The best and worst fund manager interviews of my career
This essay appeared in Citywire Selector on April 7, 2010.
Face-to-face meetings with fund managers give selectors the opportunity to get beneath the veneer of expertly designed pitchbooks, well structured questionnaire responses and marketing spin.
The performance looks good, the process is well articulated, and initial meetings with the sales contact have been promising. The best person to give insights about the future of the fund is the portfolio manager.
Being properly prepared for the meeting is key to success. Reviewing questionnaires, marketing material and portfolio performance ahead of the meeting will put you in control and allow you to get beneath the surface with probing questions.
The better prepared you are as an analyst, the less you have to stick to the script – this is where the true insights are garnered. I have had the pleasure of spending time in conversation with some of the world’s most insightful investors who demonstrate not only impressive investment acumen but a high level of humility, candidness and curiosity.
Some meetings have been enlightening, others have been discouraging and aggravating. What I have learned most is that real insights come when a high level of preparedness and some gut feeling lead the conversation into potentially unexpected directions.
Asset management is a human-centric business. As such, there is a great deal of psychology involved. Understanding what motivates a manager is extremely helpful in determining how they will react in certain investment environments and the risks they might take.
What follows are two highlights from meetings I have had – meet Mr Ego and Mr Cookie (identities have been hidden to protect the innocent!).
Portfolio managers have a high level of confidence – it’s a crucial aspect of the character of someone who makes high pressure decisions about other people’s money.
However, with confidence often comes ego. Strong performance, media attention and heightened asset flows (along with the requisite pay cheque) all have a way of inflating the ego. A manager who has enjoyed great success is often susceptible to becoming enveloped in it, and losing touch with reality. These are typically the managers who lead the charge when a bubble is being formed. They may even believe they have developed an infallible methodology for controlling risk – sure signs that the end of a great performance run is near.
When a portfolio manager is motivated by hubris, it can be helpful to ask a question that resets the conversation.
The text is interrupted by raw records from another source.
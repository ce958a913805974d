//! The stream-consumer actor: one unit of work at a time, ack only after the
//! processing branch fully completes.

use std::sync::Arc;

use async_trait::async_trait;
use tokio::sync::{mpsc, watch};
use tracing::{error, info, warn};
use uuid::Uuid;

use common::actors::{Actor, ActorType, ControlMessage};

use crate::dispatcher::Dispatcher;
use crate::error::PipelineError;
use crate::ingest;
use crate::stream::{EventSource, RedisEventSource, StreamSettings};

pub struct ParserService {
    id: Uuid,
    settings: StreamSettings,
    dispatcher: Arc<Dispatcher>,
    shutdown: watch::Receiver<bool>,
}

impl ParserService {
    pub fn new(
        settings: StreamSettings,
        dispatcher: Arc<Dispatcher>,
        shutdown: watch::Receiver<bool>,
    ) -> Self {
        Self {
            id: Uuid::new_v4(),
            settings,
            dispatcher,
            shutdown,
        }
    }

    /// The consumer loop, generic over the source so tests can script one.
    ///
    /// Ack discipline: a clean outcome (dispatched, rejected, flagged failure)
    /// acks; a structurally invalid event dead-letters and acks; a
    /// message-scoped fatal error leaves the event unacked for redelivery.
    /// One poison message never stops the loop.
    pub async fn consume<S: EventSource>(&mut self, mut source: S) -> Result<(), PipelineError> {
        loop {
            if *self.shutdown.borrow() {
                info!("consumer stopping on shutdown signal");
                return Ok(());
            }

            let inbound = match source.next().await {
                Ok(Some(inbound)) => inbound,
                Ok(None) => continue, // bounded wait timed out
                Err(e) => {
                    error!("stream read failed: {}; backing off", e);
                    tokio::time::sleep(std::time::Duration::from_secs(1)).await;
                    continue;
                }
            };

            match ingest::decode(&inbound.fields) {
                Err(PipelineError::Malformed(reason)) => {
                    warn!("dead-lettering malformed event: {}", reason);
                    if let Err(e) = source.dead_letter(&inbound.token, &reason).await {
                        error!("dead-letter failed: {}", e);
                    }
                }
                Err(other) => {
                    error!("unexpected decode failure: {}", other);
                }
                Ok(event) => match self.dispatcher.process(&event).await {
                    Ok(outcome) => {
                        info!(
                            "processed msg {}/{} rev {} -> {:?}",
                            event.channel_id, event.msg_id, event.revision, outcome
                        );
                        if let Err(e) = source.ack(&inbound.token).await {
                            error!("ack failed, message will be redelivered: {}", e);
                        }
                    }
                    Err(e) => {
                        // left unacked on purpose: redelivery retries it
                        error!(
                            "message-scoped failure for msg {}/{}: {}",
                            event.channel_id, event.msg_id, e
                        );
                    }
                },
            }
        }
    }
}

#[async_trait]
impl Actor for ParserService {
    fn id(&self) -> Uuid {
        self.id
    }

    fn name(&self) -> ActorType {
        ActorType::ParserActor
    }

    async fn run(&mut self, supervisor_tx: mpsc::Sender<ControlMessage>) -> anyhow::Result<()> {
        let heartbeat_handle = self.spawn_heartbeat(supervisor_tx.clone());
        info!("starting parser consumer");

        let source = match RedisEventSource::connect(self.settings.clone()).await {
            Ok(source) => source,
            Err(e) => {
                heartbeat_handle.abort();
                supervisor_tx
                    .send(ControlMessage::Error(
                        self.id,
                        format!("stream connect failed: {}", e),
                    ))
                    .await?;
                anyhow::bail!("stream connect failed: {}", e);
            }
        };

        let result = self.consume(source).await;
        heartbeat_handle.abort();
        supervisor_tx
            .send(ControlMessage::Shutdown(self.id))
            .await?;
        result.map_err(Into::into)
    }
}

#[cfg(test)]
mod tests {
    use super::*;
    use crate::stream::{AckToken, InboundEvent, MockEventSource};
    use classifier::Classifier;
    use mockall::Sequence;
    use std::collections::HashMap;
    use storage::ExecutionQueue;

    fn fields(msg_id: &str, text: Option<&str>) -> HashMap<String, String> {
        let mut m = HashMap::new();
        m.insert("type".to_string(), "new".to_string());
        m.insert("channel_id".to_string(), "100".to_string());
        m.insert("msg_id".to_string(), msg_id.to_string());
        m.insert("revision".to_string(), "1".to_string());
        m.insert(
            "ts_ingest".to_string(),
            "2026-08-07T10:00:00+00:00".to_string(),
        );
        if let Some(text) = text {
            m.insert("text".to_string(), text.to_string());
        }
        m
    }

    async fn service() -> (ParserService, watch::Sender<bool>) {
        let path = std::env::temp_dir().join(format!("consumer-{}.db", Uuid::new_v4()));
        let pool = storage::db::connect(path.to_str().unwrap()).await.unwrap();
        let dir = std::env::temp_dir().join(format!("consumer-queue-{}", Uuid::new_v4()));
        let queue = Arc::new(ExecutionQueue::new(&dir, "queue.csv").unwrap());
        let dispatcher = Arc::new(Dispatcher::new(pool, queue, Arc::new(Classifier::new())));
        let (tx, rx) = watch::channel(false);
        let settings = StreamSettings {
            url: "redis://localhost:6379/0".to_string(),
            stream: "signals:parse".to_string(),
            group: "parser".to_string(),
            consumer: "test".to_string(),
            block_ms: 100,
        };
        (ParserService::new(settings, dispatcher, rx), tx)
    }

    #[tokio::test]
    async fn acks_good_events_and_dead_letters_malformed_ones() {
        let (mut service, shutdown_tx) = service().await;
        let mut source = MockEventSource::new();
        let mut seq = Sequence::new();

        // 1: malformed (no text) -> dead-lettered
        source
            .expect_next()
            .times(1)
            .in_sequence(&mut seq)
            .returning(|| {
                Ok(Some(InboundEvent {
                    token: AckToken("1-0".to_string()),
                    fields: fields("60", None),
                }))
            });
        source
            .expect_dead_letter()
            .times(1)
            .in_sequence(&mut seq)
            .returning(|_, _| Ok(()));

        // 2: valid signal -> processed and acked
        source
            .expect_next()
            .times(1)
            .in_sequence(&mut seq)
            .returning(|| {
                Ok(Some(InboundEvent {
                    token: AckToken("2-0".to_string()),
                    fields: fields("61", Some("XAUUSD BUY @3814.5 SL 3809.5 TP 3820")),
                }))
            });
        source
            .expect_ack()
            .times(1)
            .in_sequence(&mut seq)
            .withf(|token| token.0 == "2-0")
            .returning(|_| Ok(()));

        // 3: timeout; flip the shutdown flag so the loop exits cleanly
        source
            .expect_next()
            .times(1)
            .in_sequence(&mut seq)
            .returning(move || {
                shutdown_tx.send(true).unwrap();
                Ok(None)
            });

        service.consume(source).await.unwrap();
    }
}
I was surprised time and again when managers had strayed so far from reality they could not muster a well thought-out answer to the request, ‘Give me an example of a recent mistake you made and how you dealt with it.’
A typical response from Mr Ego goes something like: ‘Ah, good question. Hmmm. A mistake…that’s tough, I’m sure there’s a mistake I made at some point… Let’s see, well there was XYZ company, but that wasn’t really my mistake, it was Jan the telecoms analyst who is an idiot – I fired him. Or maybe the investment in ABC company. The stock may be down 50% from where I bought it, but the market is foolish and mispricing it.’
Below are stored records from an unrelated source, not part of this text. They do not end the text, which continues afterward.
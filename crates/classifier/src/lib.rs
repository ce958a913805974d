//! Rule-based classification of free-text trading alerts.
//!
//! The engine is a pure function over its input text and the configuration
//! tables injected at construction; it holds no mutable state and can be
//! called concurrently from any number of workers.

pub mod assets;
pub mod extract;
pub mod format;
pub mod lexicon;
pub mod score;
pub mod special;
pub mod text;

pub use assets::AssetCatalog;
pub use format::format_signal;
pub use lexicon::Lexicon;

use common::models::{Classification, Direction, Entry, ExtractedSignal, TradeAction};

pub struct Classifier {
    catalog: AssetCatalog,
    lexicon: Lexicon,
}

impl Default for Classifier {
    fn default() -> Self {
        Self::new()
    }
}

impl Classifier {
    pub fn new() -> Self {
        Self {
            catalog: AssetCatalog::default(),
            lexicon: Lexicon::default(),
        }
    }

    /// Restricted-vocabulary construction for tests and special deployments.
    pub fn with_tables(catalog: AssetCatalog, lexicon: Lexicon) -> Self {
        Self { catalog, lexicon }
    }

    /// Classifies one message. Returns one signal per distinct asset found;
    /// noise and special actions yield exactly one entry.
    pub fn classify(&self, text: &str) -> Vec<ExtractedSignal> {
        if text.trim().is_empty() {
            return vec![ExtractedSignal::noise("empty message")];
        }

        let norm = text::normalize_for_search(text);
        let lower = norm.to_lowercase();

        // Special actions run first, in fixed priority, on the raw text:
        // separator canonicalization would destroy their "to"/"a" phrasings.
        if special::has_partial_close(&self.lexicon, text) {
            return vec![self.special_signal(TradeAction::PartialClose, &lower, None)];
        }
        if special::has_close_all(&self.lexicon, text) {
            return vec![self.special_signal(TradeAction::CloseAll, &lower, None)];
        }
        if let Some((action, level)) = special::detect_move_sl(&self.lexicon, text) {
            return vec![self.special_signal(action, &lower, Some(level))];
        }
        if special::has_breakeven(&self.lexicon, text) {
            return vec![self.special_signal(TradeAction::Breakeven, &lower, None)];
        }

        let assets = self.catalog.find(&lower);
        let valid = !assets.is_empty()
            && self.lexicon.has_sl_keyword(&lower)
            && self.lexicon.has_tp_keyword(&lower);

        let sl = extract::extract_sl(&lower, &self.lexicon);
        let tps = extract::extract_tps(&lower, &self.lexicon);

        let dir_explicit = score::explicit_direction(&lower, &self.lexicon);
        let dir_implicit = score::implicit_direction(sl, &tps);
        let direction = dir_explicit
            .or(dir_implicit)
            .unwrap_or(Direction::Indeterminate);

        let entry = extract::consolidate_entry(extract::entry_candidates(&lower, &self.lexicon));
        let action = score::detect_action(&lower, &self.lexicon, dir_explicit.or(dir_implicit));

        let resolved = score::resolve_entry(&entry, action);
        let (resolved, sl, tps, scale_note) = score::normalize_scale(direction, resolved, sl, &tps);
        let (tps, first_tp_ok) = score::filter_tps(direction, resolved, tps);

        let mut consistency = score::check_consistency(direction, resolved, sl, &tps);
        if first_tp_ok == Some(false) {
            // a malformed lead TP is a hard defect, not mere noise
            consistency = Some(false);
        }

        let mut notes: Vec<String> = Vec::new();
        if let (Some(e), Some(i)) = (dir_explicit, dir_implicit) {
            if e != i {
                notes.push(format!(
                    "explicit direction ({:?}) differs from implicit ({:?})",
                    e, i
                ));
            }
        }
        if !self.lexicon.has_sl_keyword(&lower) {
            notes.push("missing SL keyword".to_string());
        }
        if !self.lexicon.has_tp_keyword(&lower) {
            notes.push("missing TP keyword".to_string());
        }
        if assets.is_empty() {
            notes.push("no asset detected".to_string());
        }
        if let Some(note) = scale_note {
            notes.push(note);
        }

        let base = ExtractedSignal {
            classification: if valid {
                Classification::Valid
            } else {
                Classification::Noise
            },
            asset: assets.first().cloned(),
            action,
            direction,
            entry,
            resolved_entry: resolved,
            sl,
            take_profits: tps,
            consistency,
            score: 0,
            notes,
        };

        if !valid {
            let mut signal = base;
            signal.score = score::decide_score(&signal);
            return vec![signal];
        }

        assets
            .into_iter()
            .map(|asset| {
                let mut signal = base.clone();
                signal.asset = Some(asset);
                signal.score = score::decide_score(&signal);
                signal
            })
            .collect()
    }

    fn special_signal(
        &self,
        action: TradeAction,
        lower: &str,
        sl: Option<f64>,
    ) -> ExtractedSignal {
        let mut signal = ExtractedSignal {
            classification: Classification::Valid,
            asset: self.catalog.find(lower).into_iter().next(),
            action: Some(action),
            direction: Direction::Indeterminate,
            entry: Entry::NotFound,
            resolved_entry: None,
            sl,
            take_profits: Vec::new(),
            consistency: None,
            score: 0,
            notes: Vec::new(),
        };
        signal.score = score::decide_score(&signal);
        signal
    }
}
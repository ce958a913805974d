//! Text normalization and locale-tolerant number parsing.
//!
//! Alerts arrive with decorative punctuation, mixed dash characters and
//! ambiguous thousands/decimal separators. Everything downstream works on the
//! output of [`normalize_for_search`]; display code keeps the original text.

use once_cell::sync::Lazy;
use regex::Regex;

const EN_DASH: char = '\u{2013}';
const EM_DASH: char = '\u{2014}';
const ARROW: char = '\u{2192}';

static K_SUFFIX_RX: Lazy<Regex> =
    Lazy::new(|| Regex::new(r"^\s*([+-]?\d+(?:[.,]\d+)?)\s*k\s*$").unwrap());

/// Contiguous digit runs are the first alternative on purpose: "3886" must
/// never be carved into "388" + "6" by the grouped-thousands branch.
static NUMBER_RX: Lazy<Regex> = Lazy::new(|| {
    Regex::new(r"(?i)[+-]?\d+(?:[.,]\d+)?k?|[+-]?\d{1,3}(?:[ \u{00A0}.,]\d{3})+(?:[.,]\d+)?k?")
        .unwrap()
});

fn strip_emoji_tags(s: &str) -> String {
    // '@' survives: it doubles as an entry-price hint ("@3814.5").
    s.chars()
        .map(|c| match c {
            ':' | '•' | '*' | '|' => ' ',
            other => other,
        })
        .collect()
}

fn normalize_spaces(s: &str) -> String {
    s.split_whitespace().collect::<Vec<_>>().join(" ")
}

/// Canonical matching form: decorative punctuation stripped, every range
/// separator spelled "-", whitespace collapsed. Case is preserved here because
/// the uppercase-"BE" breakeven check needs it; extraction lowercases later.
pub fn normalize_for_search(text: &str) -> String {
    let mut s = text.replace('\t', " ");
    s = strip_emoji_tags(&s);
    s = s
        .replace(EN_DASH, "-")
        .replace(EM_DASH, "-")
        .replace(ARROW, "-");
    for kw in [" a ", " hasta ", " to ", " and "] {
        s = s.replace(kw, " - ");
    }
    normalize_spaces(&s)
}

/// Parses one numeric token. The decimal separator is whichever of "," or "."
/// appears rightmost; the other one is stripped as a thousands separator. A
/// trailing "k" multiplies by 1000. A token without any digit fails.
pub fn parse_number(raw: &str) -> Option<f64> {
    let raw = raw.trim().to_lowercase();
    if let Some(caps) = K_SUFFIX_RX.captures(&raw) {
        return parse_number(caps.get(1).unwrap().as_str()).map(|v| v * 1000.0);
    }

    let mut s: String = raw
        .chars()
        .filter(|c| *c != ' ' && *c != '\u{a0}')
        .collect();
    if !s.chars().any(|c| c.is_ascii_digit()) {
        return None;
    }

    let last_dot = s.rfind('.');
    let last_comma = s.rfind(',');
    match (last_dot, last_comma) {
        (Some(d), Some(c)) if d > c => s.retain(|ch| ch != ','),
        (Some(_), Some(_)) => {
            s.retain(|ch| ch != '.');
            s = s.replace(',', ".");
        }
        (None, Some(_)) => s = s.replace(',', "."),
        _ => {}
    }

    // apostrophe group separators (1'234, 1’234), only when digit-preceded
    let mut cleaned = String::with_capacity(s.len());
    let mut prev_digit = false;
    for ch in s.chars() {
        if (ch == '\'' || ch == '’') && prev_digit {
            continue;
        }
        prev_digit = ch.is_ascii_digit();
        cleaned.push(ch);
    }

    cleaned.parse::<f64>().ok()
}

/// Scans free text for numeric tokens. A candidate flanked by an ASCII letter
/// on either side is rejected wholly ("TP1" must not yield 1, "es35" must not
/// yield 35).
pub fn find_numbers(s: &str) -> Vec<f64> {
    let bytes = s.as_bytes();
    let mut out = Vec::new();
    for m in NUMBER_RX.find_iter(s) {
        let before_ok = m.start() == 0 || !bytes[m.start() - 1].is_ascii_alphabetic();
        let after_ok = m.end() >= bytes.len() || !bytes[m.end()].is_ascii_alphabetic();
        if !before_ok || !after_ok {
            continue;
        }
        if let Some(v) = parse_number(m.as_str()) {
            out.push(v);
        }
    }
    out
}

/// Clamp `pos` down to the nearest char boundary so keyword windows can slice
/// text that contains multi-byte characters.
pub(crate) fn floor_char_boundary(s: &str, mut pos: usize) -> usize {
    if pos >= s.len() {
        return s.len();
    }
    while !s.is_char_boundary(pos) {
        pos -= 1;
    }
    pos
}

#[cfg(test)]
mod tests {
    use super::*;

    #[test]
    fn decimal_separator_is_rightmost_of_comma_and_dot() {
        assert_eq!(parse_number("3.814,5"), Some(3814.5));
        assert_eq!(parse_number("3,814.5"), Some(3814.5));
        assert_eq!(parse_number("3814.5"), Some(3814.5));
    }

    #[test]
    fn comma_alone_is_a_decimal_separator() {
        assert_eq!(parse_number("1,0805"), Some(1.0805));
    }

    #[test]
    fn k_suffix_multiplies_by_thousand() {
        assert_eq!(parse_number("4k"), Some(4000.0));
        assert_eq!(parse_number("2.5k"), Some(2500.0));
    }

    #[test]
    fn token_without_digits_fails() {
        assert_eq!(parse_number("breakeven"), None);
        assert_eq!(parse_number("k"), None);
    }

    #[test]
    fn apostrophe_thousands_are_stripped() {
        assert_eq!(parse_number("1'234.5"), Some(1234.5));
        assert_eq!(parse_number("1’234"), Some(1234.0));
    }

    #[test]
    fn contiguous_digits_are_not_split() {
        assert_eq!(find_numbers("SL 3886"), vec![3886.0]);
        assert_eq!(find_numbers("3886"), vec![3886.0]);
    }

    #[test]
    fn letter_flanked_candidates_are_rejected() {
        assert!(find_numbers("TP1").is_empty());
        assert!(find_numbers("es35").is_empty());
        assert_eq!(find_numbers("TP1 18010"), vec![18010.0]);
    }

    #[test]
    fn separators_canonicalized_for_search() {
        assert_eq!(
            normalize_for_search("zone 2390\u{2013}2384"),
            "zone 2390-2384"
        );
        assert_eq!(normalize_for_search("100 to 200"), "100 - 200");
        assert_eq!(normalize_for_search("entry: @3814"), "entry @3814");
    }

    #[test]
    fn number_lists_are_scanned_in_order() {
        assert_eq!(
            find_numbers("TP 3820, 3825, 3830"),
            vec![3820.0, 3825.0, 3830.0]
        );
    }
}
Mr Ego blames everyone but himself. Finding a fund manager who didn’t make mistakes would be remarkable indeed. As a selector, I prefer to invest with a manager who occasionally makes mistakes, admits as much, learns from them and moves on.
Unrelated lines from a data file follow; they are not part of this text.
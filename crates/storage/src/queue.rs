//! The delimited execution queue the trading terminal drains.
//!
//! Write-once per oid: redelivered messages must never produce a second row,
//! so every append scans for the oid first. The terminal deletes rows by oid
//! once executed; compensation removes rows the store failed to confirm.

use std::fs::OpenOptions;
use std::path::{Path, PathBuf};

use common::models::QueueRow;
use tracing::debug;

use crate::error::QueueError;

pub struct ExecutionQueue {
    path: PathBuf,
}

impl ExecutionQueue {
    pub fn new(dir: &Path, filename: &str) -> Result<Self, QueueError> {
        std::fs::create_dir_all(dir)?;
        Ok(Self {
            path: dir.join(filename),
        })
    }

    pub fn path(&self) -> &Path {
        &self.path
    }

    pub fn contains(&self, oid: &str) -> Result<bool, QueueError> {
        if !self.path.exists() {
            return Ok(false);
        }
        let mut reader = csv::Reader::from_path(&self.path)?;
        for record in reader.records() {
            if record?.get(0) == Some(oid) {
                return Ok(true);
            }
        }
        Ok(false)
    }

    /// Scan-before-append: returns false without writing when a row with this
    /// oid already exists (an EDIT redelivery, typically).
    pub fn append_if_absent(&self, row: &QueueRow) -> Result<bool, QueueError> {
        if self.contains(&row.oid)? {
            debug!("queue row {} already present, skipping append", row.oid);
            return Ok(false);
        }
        let existed = self.path.exists();
        let file = OpenOptions::new()
            .create(true)
            .append(true)
            .open(&self.path)?;
        let mut writer = csv::WriterBuilder::new()
            .has_headers(!existed)
            .from_writer(file);
        writer.serialize(row)?;
        writer.flush()?;
        Ok(true)
    }

    /// Removes the row for `oid`, rewriting the file. Used by compensation
    /// when the relational commit fails after a successful append.
    pub fn remove(&self, oid: &str) -> Result<bool, QueueError> {
        if !self.path.exists() {
            return Ok(false);
        }
        let mut reader = csv::Reader::from_path(&self.path)?;
        let headers = reader.headers()?.clone();
        let mut kept = Vec::new();
        let mut removed = false;
        for record in reader.records() {
            let record = record?;
            if record.get(0) == Some(oid) {
                removed = true;
            } else {
                kept.push(record);
            }
        }
        if !removed {
            return Ok(false);
        }
        let mut writer = csv::Writer::from_path(&self.path)?;
        writer.write_record(&headers)?;
        for record in kept {
            writer.write_record(&record)?;
        }
        writer.flush()?;
        Ok(true)
    }

    pub fn rows(&self) -> Result<Vec<QueueRow>, QueueError> {
        if !self.path.exists() {
            return Ok(Vec::new());
        }
        let mut reader = csv::Reader::from_path(&self.path)?;
        let mut rows = Vec::new();
        for record in reader.deserialize() {
            rows.push(record?);
        }
        Ok(rows)
    }
}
The first time I met this well known portfolio manager some years ago, our conversation touched on the summer holidays. Mr Cookie had recently spent a couple of weeks in an idyllic town on the Italian coast. Most of his time was spent reading and enjoying the local cuisine, with one delicacy in particular taking his fancy.
He told me how he would walk into the town centre each afternoon and visit a small bakery that made the most delicious cookies he had ever eaten. The day before he was due to fly home, he panicked – his afternoon cookies would soon become a thing of the past.
However, instead of buying his last afternoon delight and bidding the baker ‘arrivederci,’ Mr Cookie took a different approach – one I found remarkably similar to the way he managed money. He informed the baker that because he enjoyed the cookies so much and they were such good value, he wanted to take some home with him. He would be back in the morning before his flight to pick them up. ‘How many do you want?’ asked the baker. ‘All you can make,’ Mr Cookie answered.
Now laughing aloud, he described the boxes of cookies he took with him on the plane and, realising he would not be able to take them all on board, he had several boxes shipped overnight to his home. He ended up with his kitchen overflowing with cookies – he couldn’t eat them or give them away fast enough before they went stale.
In the investment world, this manager is one of the sharpest, most engaged and insightful I have met. He is renowned for his aggressive approach to investing – taking concentrated positions and investing in markets prone to becoming illiquid and stale, but great while they last. Mr Cookie definitely lives the story.